Biodilution, sometimes referred to as bloom dilution, is the decrease in concentration of an element or pollutant with an increase in trophic level. This effect is primarily observed during algal blooms whereby an increase in algal biomass reduces the concentration of pollutants in organisms higher up in the food chain, like zooplankton or daphnia.

The primary elements and pollutants of concern are heavy metals such as mercury, cadmium, and lead. These toxins have been shown to bioaccumulate up a food web. In some cases, metals, such as mercury, can biomagnify. This is a major concern since methylmercury, the most toxic mercury species, can be found in high concentrations in human-consumed fish and other aquatic organisms.

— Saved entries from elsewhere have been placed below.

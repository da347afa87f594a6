// Copyright (c) Portal Bridge, Inc.
// SPDX-License-Identifier: Apache-2.0

//! Shared raw-entry and canonical-output types. Raw entries are produced by a
//! [`crate::source::ChainLogSource`] and consumed exactly once by the decoder;
//! [`BridgeTransfer`] is the canonical record handed to callers.

use crate::error::BridgeError;
use ethers::types::{Log, H256, U256};
use serde::{Deserialize, Serialize};
use std::str::FromStr;

/// One Ethereum-family log entry, annotated with the transaction context the
/// decoder needs to group and order events without further network calls.
#[derive(Debug, Clone, PartialEq, Eq)]
pub struct EthLog {
    pub block_number: u64,
    pub tx_hash: H256,
    /// Position of the transaction within its block.
    pub tx_index: u64,
    /// Block-global log index. Only used to order events within one
    /// transaction, so the block-global numbering is fine.
    pub event_index: u64,
    pub log: Log,
}

/// One Move-call event from an object-based chain, keyed by checkpoint
/// sequence number instead of block number.
#[derive(Debug, Clone, PartialEq, Eq)]
pub struct MoveEventEntry {
    pub checkpoint: u64,
    pub tx_digest: String,
    /// Position of the transaction within its checkpoint.
    pub tx_index: u64,
    pub event_index: u64,
    /// Emitting package address. Events from other packages are noise.
    pub package: MoveAddress,
    /// Event type as `module::Name`, relative to the bridge package.
    pub type_: String,
    /// BCS-encoded event payload.
    pub bcs: Vec<u8>,
}

/// A raw on-chain entry, one variant per chain family.
#[derive(Debug, Clone, PartialEq, Eq)]
pub enum RawLogEntry {
    Eth(EthLog),
    Move(MoveEventEntry),
}

impl RawLogEntry {
    /// Block number for account-based chains, checkpoint sequence number for
    /// object-based chains.
    pub fn block_number(&self) -> u64 {
        match self {
            RawLogEntry::Eth(log) => log.block_number,
            RawLogEntry::Move(event) => event.checkpoint,
        }
    }

    pub fn tx_index(&self) -> u64 {
        match self {
            RawLogEntry::Eth(log) => log.tx_index,
            RawLogEntry::Move(event) => event.tx_index,
        }
    }

    pub fn event_index(&self) -> u64 {
        match self {
            RawLogEntry::Eth(log) => log.event_index,
            RawLogEntry::Move(event) => event.event_index,
        }
    }

    /// Transaction hash or checkpoint transaction digest, in display form.
    pub fn tx_id(&self) -> String {
        match self {
            RawLogEntry::Eth(log) => format!("{:?}", log.tx_hash),
            RawLogEntry::Move(event) => event.tx_digest.clone(),
        }
    }
}

/// 32-byte address on an object-based chain.
#[derive(Debug, Clone, Copy, PartialEq, Eq, Hash, Serialize, Deserialize)]
pub struct MoveAddress(pub [u8; 32]);

impl MoveAddress {
    pub fn from_bytes(bytes: &[u8]) -> Result<Self, BridgeError> {
        if bytes.len() != 32 {
            return Err(BridgeError::Generic(format!(
                "MoveAddress must be 32 bytes, got {}",
                bytes.len()
            )));
        }
        let mut addr = [0u8; 32];
        addr.copy_from_slice(bytes);
        Ok(MoveAddress(addr))
    }
}

impl std::fmt::Display for MoveAddress {
    fn fmt(&self, f: &mut std::fmt::Formatter<'_>) -> std::fmt::Result {
        write!(f, "0x{}", hex::encode(self.0))
    }
}

impl FromStr for MoveAddress {
    type Err = BridgeError;

    // Accepts short-form addresses and left-pads them to 32 bytes, the way
    // object-based explorers render them.
    fn from_str(s: &str) -> Result<Self, Self::Err> {
        let stripped = s.strip_prefix("0x").unwrap_or(s);
        if stripped.len() > 64 {
            return Err(BridgeError::Generic(format!(
                "MoveAddress too long: {s}"
            )));
        }
        let padded = format!("{stripped:0>64}");
        let bytes = hex::decode(padded)
            .map_err(|e| BridgeError::Generic(format!("invalid MoveAddress {s}: {e}")))?;
        Self::from_bytes(&bytes)
    }
}

/// Canonical bridge transfer record, independent of the originating chain's
/// event model. `amount` is the exact integer carried by the matched primary
/// event after chain decimal normalization, never a display-scaled value.
#[derive(Debug, Clone, PartialEq, Eq, Serialize)]
pub struct BridgeTransfer {
    /// Block number, or checkpoint sequence number for object-based chains.
    pub block_number: u64,
    /// Transaction hash, or checkpoint transaction digest.
    pub tx_hash: String,
    pub from: String,
    pub to: String,
    /// Token contract address or Move coin type.
    pub token: String,
    pub amount: U256,
    /// True when funds enter the bridge on the source chain, false when they
    /// exit on the destination chain.
    pub is_deposit: bool,
    /// The observed sender is a known relayer contract. Provenance only,
    /// never affects classification.
    pub via_relayer: bool,
}

#[cfg(test)]
mod tests {
    use super::*;

    #[test]
    fn test_move_address_roundtrip() {
        let addr: MoveAddress = "0xc57508ee0d4595e5a8728974a4a93a787d38f339757230d441e895422c07aba9"
            .parse()
            .unwrap();
        assert_eq!(
            addr.to_string(),
            "0xc57508ee0d4595e5a8728974a4a93a787d38f339757230d441e895422c07aba9"
        );
    }

    #[test]
    fn test_move_address_short_form_is_left_padded() {
        let addr: MoveAddress = "0x2".parse().unwrap();
        assert_eq!(
            addr.to_string(),
            "0x0000000000000000000000000000000000000000000000000000000000000002"
        );
    }

    #[test]
    fn test_move_address_rejects_bad_input() {
        assert!("0xzz".parse::<MoveAddress>().is_err());
        assert!(MoveAddress::from_bytes(&[0u8; 16]).is_err());
    }
}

Numerous studies have linked lower mercury concentrations in zooplankton found in eutrophic (nutrient-rich and highly productive) as compared to oligotrophic (low nutrient) aquatic environments. Nutrient enrichment (mainly phosphorus and nitrogen) reduce the input of mercury, and other heavy metals, into aquatic food webs through this biodilution effect. Primary producers, such as phytoplankton, uptake these heavy metals and accumulate them into their cells. The higher the population of phytoplankton, the less concentrated these pollutants will be in their cells. Once consumed by primary consumers, such as zooplankton, these phytoplankton-bound pollutants are incorporated into the consumer’s cells. Higher phytoplankton biomass means a lower concentration of pollutants accumulated by the zooplankton, and so on up the food web. This effect causes an overall dilution of the original concentration up the food web. That is, the concentration of a pollutant will be lower in the zooplankton than the phytoplankton in a high bloom condition.

Although most biodilution studies have been on freshwater environments, biodilution has been shown to occur in the marine environment as well. The Northwater Polynya, located in Baffin Bay, was found to have a negative correlation of cadmium, lead, and nickel with an increase in trophic level Cadmium and lead are both non-essential metals that will compete for calcium within an organism, which is detrimental for organism growth.

Most studies measure bioaccumulation and biodilution using the δ15N isotope of nitrogen. The δ15N isotopic signature is enriched up the food web. A predator will have a higher δ15N as compared to its prey. This trend allows the trophic position of an organism to be derived. Coupled to the concentration of a specific pollutant, such as mercury, the concentration verses trophic position can be accessed.

While most heavy metals bioaccumulate, under certain conditions, heavy metals and organic pollutants have the potential to biodilute, making a higher organism less exposed to the toxin.